Luckily we have more modern descriptions of individuals said to have experienced enlightenment to draw upon. I have selected six modern day vignettes of enlightenment experiences from various Buddhist practitioners to review:
1. The experience of Zen Master Sokei-an Sasaki:
“One day I wiped out all the notions from my mind. I gave up all desire. I discarded all the words with which I thought I stayed in quietude. I felt a little queer – as if I were being carried into something, or as if touching something power unknown to me….and Ztt! I entered, I lost the boundary of my physical body. I had my skin, of course, but I felt I was standing in the centre of the cosmos. I spoke, but my words had lost their meaning. I saw people coming towards me, but all were the same man. All were myself! I had never known this world. I had believed that I was created, but now I must change my opinion: I was never created; I was the cosmos; no individual Mr Sasaki existed.” (Watts 1989)

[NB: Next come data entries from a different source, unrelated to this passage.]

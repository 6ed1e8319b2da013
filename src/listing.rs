//! Interface du collaborateur de listing S3
//!
//! Le client S3 reel vit hors du core; le core ne consomme que cette
//! interface etroite. L'implementation de production enveloppe le SDK,
//! les tests utilisent un lister en memoire.

use async_trait::async_trait;

use crate::errors::AppError;
use crate::models::ListObjectsResponse;

/// Collaborateur de listing pagine sur un store compatible S3
///
/// `use_delimiter = true` groupe les cles partageant le prochain '/' en
/// common_prefixes (navigation par dossiers); `false` retourne les cles
/// a plat, paginees par continuation token.
#[async_trait]
pub trait ObjectLister: Send + Sync {
    async fn list_objects(
        &self,
        bucket: &str,
        prefix: Option<&str>,
        continuation_token: Option<String>,
        max_keys: Option<i32>,
        use_delimiter: bool,
    ) -> Result<ListObjectsResponse, AppError>;
}
use serde::{Deserialize, Serialize};

// ============================================================================
// Listing Types
// ============================================================================

/// S3 Object information as returned by a listing collaborator
#[derive(Debug, Clone, Serialize, Deserialize)]
pub struct S3Object {
    pub key: String,
    pub size: i64,
    /// Last modification timestamp (epoch ms)
    pub last_modified: Option<i64>,
    pub storage_class: Option<String>,
    pub e_tag: Option<String>,
    pub is_folder: bool,
}

/// Response from listing objects
#[derive(Debug, Clone, Serialize, Deserialize)]
pub struct ListObjectsResponse {
    pub objects: Vec<S3Object>,
    pub common_prefixes: Vec<String>, // Folders
    pub continuation_token: Option<String>,
    pub is_truncated: bool,
}

// ============================================================================
// Index Records
// ============================================================================

/// Objet indexe dans la base locale
///
/// Identite: (profile_id, bucket_name, key). Le parent_prefix est derive
/// de la cle et indexe pour les requetes de navigation.
#[derive(Debug, Clone, Serialize, Deserialize)]
pub struct IndexedObject {
    pub id: Option<i64>,
    pub profile_id: String,
    pub bucket_name: String,
    pub key: String,
    pub parent_prefix: String,
    pub basename: String,
    pub size: i64,
    pub last_modified: Option<i64>,
    pub storage_class: String,
    pub e_tag: Option<String>,
    pub is_folder: bool,
    pub indexed_at: i64,
}

impl IndexedObject {
    /// Construire un IndexedObject depuis un objet S3 liste
    pub fn from_s3_object(obj: &S3Object, profile_id: &str, bucket_name: &str) -> Self {
        let is_folder = obj.is_folder || obj.key.ends_with('/');
        Self {
            id: None,
            profile_id: profile_id.to_string(),
            bucket_name: bucket_name.to_string(),
            key: obj.key.clone(),
            parent_prefix: Self::extract_parent_prefix(&obj.key),
            basename: Self::extract_basename(&obj.key),
            size: obj.size,
            last_modified: obj.last_modified,
            storage_class: obj
                .storage_class
                .clone()
                .unwrap_or_else(|| "STANDARD".to_string()),
            e_tag: obj.e_tag.clone(),
            is_folder,
            indexed_at: chrono::Utc::now().timestamp_millis(),
        }
    }

    /// Extraire le prefixe parent d'une cle
    ///
    /// "a/b/c.txt" -> "a/b/", "file.txt" -> "", "a/b/" -> "a/"
    /// (le slash final d'un marqueur de dossier ne compte pas)
    pub fn extract_parent_prefix(key: &str) -> String {
        let trimmed = key.trim_end_matches('/');
        match trimmed.rfind('/') {
            Some(pos) => trimmed[..=pos].to_string(),
            None => String::new(),
        }
    }

    /// Extraire le nom de base d'une cle ("a/b/c.txt" -> "c.txt", "a/b/" -> "b")
    pub fn extract_basename(key: &str) -> String {
        let trimmed = key.trim_end_matches('/');
        match trimmed.rfind('/') {
            Some(pos) => trimmed[pos + 1..].to_string(),
            None => trimmed.to_string(),
        }
    }

}

/// Statut d'indexation d'un prefixe
///
/// `is_complete` affirme que tous les enfants directs du prefixe sont
/// presents dans la table objects. Les agregats portent sur le sous-arbre
/// recursif et sont recalcules apres chaque mutation.
#[derive(Debug, Clone, Default, Serialize, Deserialize)]
pub struct PrefixStatus {
    pub id: Option<i64>,
    pub profile_id: String,
    pub bucket_name: String,
    pub prefix: String,
    pub is_complete: bool,
    pub objects_count: i64,
    pub total_size: i64,
    pub continuation_token: Option<String>,
    pub last_indexed_key: Option<String>,
    pub last_sync_started_at: Option<i64>,
    pub last_sync_completed_at: Option<i64>,
}

/// Informations d'indexation d'un bucket
#[derive(Debug, Clone, Default, Serialize, Deserialize)]
pub struct BucketInfo {
    pub id: Option<i64>,
    pub profile_id: String,
    pub bucket_name: String,
    pub initial_index_requests: i32,
    pub initial_index_completed: bool,
    pub last_full_scan_at: Option<i64>,
}

// ============================================================================
// Indexing Configuration & Results
// ============================================================================

/// Configuration de l'indexation initiale
#[derive(Debug, Clone, Serialize, Deserialize)]
pub struct IndexingConfig {
    /// Nombre maximum de requetes ListObjectsV2 pour le scan initial (1..=100)
    pub max_initial_requests: u32,
    /// Taille des pages de listing (100..=1000)
    pub batch_size: i32,
    /// Age au-dela duquel une entree indexee est consideree obsolete
    pub stale_ttl_hours: u32,
}

impl Default for IndexingConfig {
    fn default() -> Self {
        Self {
            max_initial_requests: 20,
            batch_size: 1000,
            stale_ttl_hours: 24,
        }
    }
}

impl IndexingConfig {
    /// Ramener les valeurs dans les plages supportees
    pub fn clamped(&self) -> Self {
        Self {
            max_initial_requests: self.max_initial_requests.clamp(1, 100),
            batch_size: self.batch_size.clamp(100, 1000),
            stale_ttl_hours: self.stale_ttl_hours,
        }
    }
}

/// Resultat d'une indexation initiale
///
/// L'annulation n'est pas une erreur: `cancelled = true` avec le resultat
/// partiel et le token de reprise persiste.
#[derive(Debug, Clone, Serialize, Deserialize)]
pub struct InitialIndexResult {
    pub total_indexed: u64,
    pub is_complete: bool,
    pub requests_made: u32,
    pub continuation_token: Option<String>,
    pub last_key: Option<String>,
    pub total_size: i64,
    pub cancelled: bool,
    pub error: Option<String>,
}

// ============================================================================
// Statistics Payloads
// ============================================================================

/// Per-storage-class breakdown of a bucket
#[derive(Debug, Clone, Serialize, Deserialize)]
pub struct StorageClassStats {
    pub storage_class: String,
    pub object_count: i64,
    pub total_size: i64,
}

/// Bucket statistics computed from the local index
#[derive(Debug, Clone, Serialize, Deserialize)]
pub struct BucketIndexStats {
    pub bucket_name: String,
    pub total_objects: i64,
    pub total_size: i64,
    pub is_complete: bool,
    pub storage_class_breakdown: Vec<StorageClassStats>,
    pub last_indexed_at: Option<i64>,
    pub estimated_index_size: i64,
}

/// Prefix (folder) statistics computed from the local index
#[derive(Debug, Clone, Serialize, Deserialize)]
pub struct PrefixStats {
    pub prefix: String,
    pub objects_count: i64,
    pub total_size: i64,
    pub is_complete: bool,
    pub last_sync_at: Option<i64>,
}

/// Per-bucket index inventory entry
#[derive(Debug, Clone, Serialize, Deserialize)]
pub struct BucketIndexMetadata {
    pub bucket_name: String,
    pub total_objects: i64,
    pub total_size: i64,
    pub is_complete: bool,
    pub last_indexed_at: Option<i64>,
    pub estimated_index_size: i64,
}

// ============================================================================
// Request Metrics Model
// ============================================================================

/// S3 operations tracked by the metrics store
#[derive(Debug, Clone, Copy, PartialEq, Eq, Serialize, Deserialize)]
pub enum S3Operation {
    ListObjectsV2,
    GetObject,
    PutObject,
    DeleteObject,
    DeleteObjects,
    CopyObject,
    HeadObject,
    CreateFolder,
    DeleteFolder,
}

/// Billing category of a request
#[allow(clippy::upper_case_acronyms)]
#[derive(Debug, Clone, Copy, PartialEq, Eq, Serialize, Deserialize)]
pub enum RequestCategory {
    GET,
    PUT,
    LIST,
    DELETE,
    /// Served locally from the index, no remote request
    LOCAL,
}

/// Coarse error buckets for dashboard grouping
#[derive(Debug, Clone, Copy, PartialEq, Eq, Serialize, Deserialize)]
pub enum S3ErrorCategory {
    AccessDenied,
    NotFound,
    Network,
    Timeout,
    RateLimit,
    Validation,
    Unknown,
}

/// Categorize an S3 error message into a coarse bucket
pub fn categorize_s3_error(message: &str) -> S3ErrorCategory {
    let msg = message.to_lowercase();
    if msg.contains("access denied") || msg.contains("forbidden") || msg.contains("403") {
        S3ErrorCategory::AccessDenied
    } else if msg.contains("not found")
        || msg.contains("nosuchkey")
        || msg.contains("nosuchbucket")
        || msg.contains("404")
    {
        S3ErrorCategory::NotFound
    } else if msg.contains("timeout") || msg.contains("timed out") {
        S3ErrorCategory::Timeout
    } else if msg.contains("connection") || msg.contains("dns") || msg.contains("network") {
        S3ErrorCategory::Network
    } else if msg.contains("slowdown") || msg.contains("too many requests") || msg.contains("429")
    {
        S3ErrorCategory::RateLimit
    } else if msg.contains("validation") || msg.contains("invalid") {
        S3ErrorCategory::Validation
    } else {
        S3ErrorCategory::Unknown
    }
}

/// A single request metric event
#[derive(Debug, Clone, Serialize, Deserialize)]
pub struct S3MetricsEvent {
    pub id: String,
    pub timestamp: i64,
    pub operation: S3Operation,
    pub category: RequestCategory,
    pub profile_id: Option<String>,
    pub profile_name: Option<String>,
    pub bucket_name: Option<String>,
    pub object_key: Option<String>,
    pub duration_ms: u64,
    pub bytes_transferred: Option<u64>,
    pub objects_affected: Option<u32>,
    pub success: bool,
    pub error_category: Option<S3ErrorCategory>,
    pub error_message: Option<String>,
}

impl S3MetricsEvent {
    pub fn new(operation: S3Operation, category: RequestCategory) -> Self {
        Self {
            id: format!(
                "req-{}-{}",
                chrono::Utc::now().timestamp_millis(),
                uuid::Uuid::new_v4()
            ),
            timestamp: chrono::Utc::now().timestamp_millis(),
            operation,
            category,
            profile_id: None,
            profile_name: None,
            bucket_name: None,
            object_key: None,
            duration_ms: 0,
            bytes_transferred: None,
            objects_affected: None,
            success: true,
            error_category: None,
            error_message: None,
        }
    }

    pub fn with_duration(mut self, duration_ms: u64) -> Self {
        self.duration_ms = duration_ms;
        self
    }

    pub fn with_profile(mut self, profile_id: &str, profile_name: &str) -> Self {
        self.profile_id = Some(profile_id.to_string());
        self.profile_name = Some(profile_name.to_string());
        self
    }

    pub fn with_bucket(mut self, bucket_name: &str) -> Self {
        self.bucket_name = Some(bucket_name.to_string());
        self
    }

    pub fn with_object_key(mut self, key: &str) -> Self {
        self.object_key = Some(key.to_string());
        self
    }

    pub fn with_bytes(mut self, bytes: u64) -> Self {
        self.bytes_transferred = Some(bytes);
        self
    }

    pub fn with_objects_affected(mut self, count: u32) -> Self {
        self.objects_affected = Some(count);
        self
    }

    pub fn with_error(mut self, category: S3ErrorCategory, message: &str) -> Self {
        self.success = false;
        self.error_category = Some(category);
        self.error_message = Some(message.to_string());
        self
    }
}

#[cfg(test)]
mod tests {
    use super::*;

    #[test]
    fn test_extract_parent_prefix() {
        assert_eq!(IndexedObject::extract_parent_prefix("a/b/c.txt"), "a/b/");
        assert_eq!(IndexedObject::extract_parent_prefix("file.txt"), "");
        assert_eq!(IndexedObject::extract_parent_prefix("a/b/"), "a/");
        assert_eq!(IndexedObject::extract_parent_prefix("a/"), "");
        assert_eq!(IndexedObject::extract_parent_prefix("deep/x/y/z.bin"), "deep/x/y/");
    }

    #[test]
    fn test_extract_basename() {
        assert_eq!(IndexedObject::extract_basename("a/b/c.txt"), "c.txt");
        assert_eq!(IndexedObject::extract_basename("file.txt"), "file.txt");
        assert_eq!(IndexedObject::extract_basename("a/b/"), "b");
    }

    #[test]
    fn test_folder_marker_conversion() {
        let obj = S3Object {
            key: "docs/".to_string(),
            size: 0,
            last_modified: None,
            storage_class: None,
            e_tag: None,
            is_folder: false,
        };
        let indexed = IndexedObject::from_s3_object(&obj, "p", "b");
        assert!(indexed.is_folder);
        assert_eq!(indexed.parent_prefix, "");
        assert_eq!(indexed.storage_class, "STANDARD");
    }

    #[test]
    fn test_indexing_config_clamped() {
        let config = IndexingConfig {
            max_initial_requests: 500,
            batch_size: 10,
            stale_ttl_hours: 24,
        };
        let clamped = config.clamped();
        assert_eq!(clamped.max_initial_requests, 100);
        assert_eq!(clamped.batch_size, 100);
    }

    #[test]
    fn test_categorize_s3_error() {
        assert_eq!(
            categorize_s3_error("Access Denied (Service: S3)"),
            S3ErrorCategory::AccessDenied
        );
        assert_eq!(
            categorize_s3_error("NoSuchKey: the key does not exist"),
            S3ErrorCategory::NotFound
        );
        assert_eq!(
            categorize_s3_error("request timed out"),
            S3ErrorCategory::Timeout
        );
        assert_eq!(categorize_s3_error("boom"), S3ErrorCategory::Unknown);
    }
}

2. The experience of Zen Priest Brad Warner:
"I was walking along the road and just about to cross the bridge when all my problems, all my complaints, all my confusions and misunderstandings just kind of untwisted themselves and went plop on the ground....The universe was me and I was it. I looked up at the sky and that experience was exactly like looking in the mirror." (Warner 2005)
3. The experience of Zen practitioner Stephen Gray:
“All of a sudden I was instantly in a different…. I don't even know what to call it….instant… a different dimension, I wasn't aware of my body anymore, absolute darkness - total infinity of black – and, I wasn't even there anymore, there was just this infinite open sort of black space. And, after a while what I could feel were like these insights, almost being downloaded through the top of my head into my body like a computer programme was being downloaded…they were coming like a hundred a second, just way too many for me to have conscious…but I knew they were insights just like if you could imagine like 'ahas' going of like a popcorn popper, but so quickly you couldn't stop to recognise what you just realised; so there was this downloading almost like information like 'ahas'; and then almost slowly after more time I became more aware of my body, the energy had settled and after a while I was just sitting there - totally normal - absolutely no high no low no, it's all just Shooooo! I'm just sitting there and I think well… there's nothing left to do, I guess I'll get up!” (conscioustv 2018)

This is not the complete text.